In dem Entwurf, der der taz vorliegt, heißt es: „Das allgemeine Interesse am Zugang zu den Akten dauert an.“ Um das Vertrauen der BürgerInnen in öffentliche Institutionen und Personen zu stärken, sei gerade im 30. Jubiläumsjahr von Mauerfall und Wiedervereinigung Transparenz erforderlich.

Daher werde „die auslaufende Regelung zur Überprüfung bestimmter Personengruppen, die in politisch oder gesellschaftlich herausgehobener Position tätig sind, auf eine hauptamtliche oder inoffizielle Tätigkeit für den Staatssicherheitsdienst bis zum 31. Dezember 2030 verlängert“. Als Alternativen zu dieser Regelung vermerkt das Dokument. „Keine.“

Die Vorsitzende des Bundestags-Kulturausschusses, Katrin Budde (SPD), sagte gegenüber dem Redaktions-Netzwerk Deutschland, Menschen, die wie sie selbst jetzt 54 Jahre alt seien, könnten durchaus noch für den DDR-Geheimdienst gearbeitet haben und sich jetzt für den öffentlichen Dienst bewerben.
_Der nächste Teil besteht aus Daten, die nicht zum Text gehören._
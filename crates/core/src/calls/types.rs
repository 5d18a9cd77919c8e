//! Types for the call flow.

use serde_json::Value;
use std::fmt;
use thiserror::Error;
use tokio::task::JoinHandle;

use crate::provider::{ExecutionStatus, ProviderError};
use crate::store::StoreError;

/// Status tag reported once a transcript has been collected.
pub const STATUS_COMPLETED: &str = "completed_with_transcript";

/// Status tag reported while the transcript is still outstanding.
pub const STATUS_PENDING: &str = "call_initiated_transcript_pending";

/// A validated phone number.
///
/// Any string that is non-empty after trimming whitespace; the trimmed
/// form is what gets stored and dialled.
#[derive(Debug, Clone, PartialEq, Eq, Hash)]
pub struct PhoneNumber(String);

impl PhoneNumber {
    pub fn parse(raw: &str) -> Result<Self, CallError> {
        let trimmed = raw.trim();
        if trimmed.is_empty() {
            return Err(CallError::InvalidPhoneNumber);
        }
        Ok(Self(trimmed.to_string()))
    }

    pub fn as_str(&self) -> &str {
        &self.0
    }
}

impl fmt::Display for PhoneNumber {
    fn fmt(&self, f: &mut fmt::Formatter<'_>) -> fmt::Result {
        f.write_str(&self.0)
    }
}

/// Errors from starting a call.
#[derive(Debug, Error)]
pub enum CallError {
    #[error("Invalid phone number")]
    InvalidPhoneNumber,

    /// Creating the user record failed for a reason other than a duplicate.
    #[error("Failed to persist phone number: {0}")]
    Store(#[from] StoreError),

    #[error("Failed to trigger call: {0}")]
    Provider(#[from] ProviderError),

    #[error("Call provider did not return an execution id")]
    MissingExecutionId,
}

/// How a call start ended from the caller's point of view.
#[derive(Debug, Clone, PartialEq, Eq)]
pub enum CallResult {
    /// The execution finished and its transcript was collected.
    Completed {
        status: ExecutionStatus,
        transcript: String,
    },
    /// The call was placed but no transcript is available yet.
    Pending,
}

/// Outcome of a call start.
#[derive(Debug, Clone)]
pub struct CallOutcome {
    pub phone_number: PhoneNumber,
    pub execution_id: String,
    /// Raw call-start response from the provider.
    pub provider_payload: Value,
    pub result: CallResult,
}

impl CallOutcome {
    pub fn status_tag(&self) -> &'static str {
        match self.result {
            CallResult::Completed { .. } => STATUS_COMPLETED,
            CallResult::Pending => STATUS_PENDING,
        }
    }

    pub fn transcript(&self) -> Option<&str> {
        match &self.result {
            CallResult::Completed { transcript, .. } => Some(transcript),
            CallResult::Pending => None,
        }
    }
}

/// A call whose completion is being watched in the background.
#[derive(Debug)]
pub struct DetachedCall {
    pub outcome: CallOutcome,
    /// Handle to the watcher task. Dropping it leaves the watcher running.
    pub watcher: JoinHandle<()>,
}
Deshalb müsse man diese Personen überprüfen können. „Im Jahr 2030 wird es derartige Fälle kaum noch geben“, sagte Budde: „Dann müsste das Thema durch sein.“ Im Jahr 2017 gab es laut Stasi-Unterlagenbehörde 167 Anträge auf Überprüfung im öffentlichen Dienst und 495 Anträge auf Überprüfung von MandatsträgerInnen.

Ebenfalls an diesem Mittwoch will die Koalition darüber beraten, die Opfer des SED-Staates auch über das Jahr 2020 hinaus zu entschädigen. Justizministerin Katarina Barley (SPD) sagte dazu dem Evangelischen Pressedienst: „Die juristische Aufarbeitung des SED-Unrechts und die Rehabilitierung der Opfer politischer Verfolgung sind noch immer nicht abgeschlossen.“ Ihr Gesetzentwurf sieht auch vor, dass die Entschädigung für Heimkinder erweitert und erleichtert wird.

Nach wie vor Anträge auf Rehabilitierung

Mit dem Ende der Jahre 1919 oder 2020 würden nach derzeitiger Rechtslage auch die sogenannten SED-Unrechtsbereinigungsgesetze auslaufen, die eine Rehabilitierung und Entschädigung für Opfer der SED-Willkür gewährleisten. Der Gesetzentwurf der Justizministerin sieht vor, diese Regelungen zu entfristen. Die Forderung kam vor allem aus den Bundesländern. In den ostdeutschen Ländern werden nach wie vor Anträge auf Rehabilitierung gestellt, darunter von Betroffenen, die nach heutigen Maßstäben rechtsstaatswidrig verurteilt wurden.

Unter den Anspruchsberechtigten sind auch Menschen, die als Kinder oder Jugendliche in Heime der DDR eingewiesen wurden. Dies war bei Jugendlichen möglich, die als schwer erziehbar galten, oder bei Kindern, deren Eltern als DissidentInnen verfolgt wurden.

Katrin Budde, SPD

„Im Jahr 2030 wird es derartige Fälle kaum noch geben“

Der Gesetzentwurf sieht vor, dass die Betroffenen ihre Ansprüche künftig leichter umsetzen können. „Dort wo es schwierig ist, die Gründe für eine Heimeinweisung darzulegen, werden die Gerichte künftig leichter feststellen können, dass diese als Kinder selbst politisch verfolgt wurden“, erklärte Barley.

Für damalige Kinder, deren Eltern verfolgt wurden und die damit selbst keinen Anspruch auf Rehabilitierung haben, soll zudem ein neuer Anspruch auf Unterstützungsleistungen eingeführt werden. „Dieser Anspruch gilt auch für die Opfer der SED-Diktatur, die bereits in der Vergangenheit mit dem Versuch, rehabilitiert zu werden, gescheitert sind“, sagte Barley.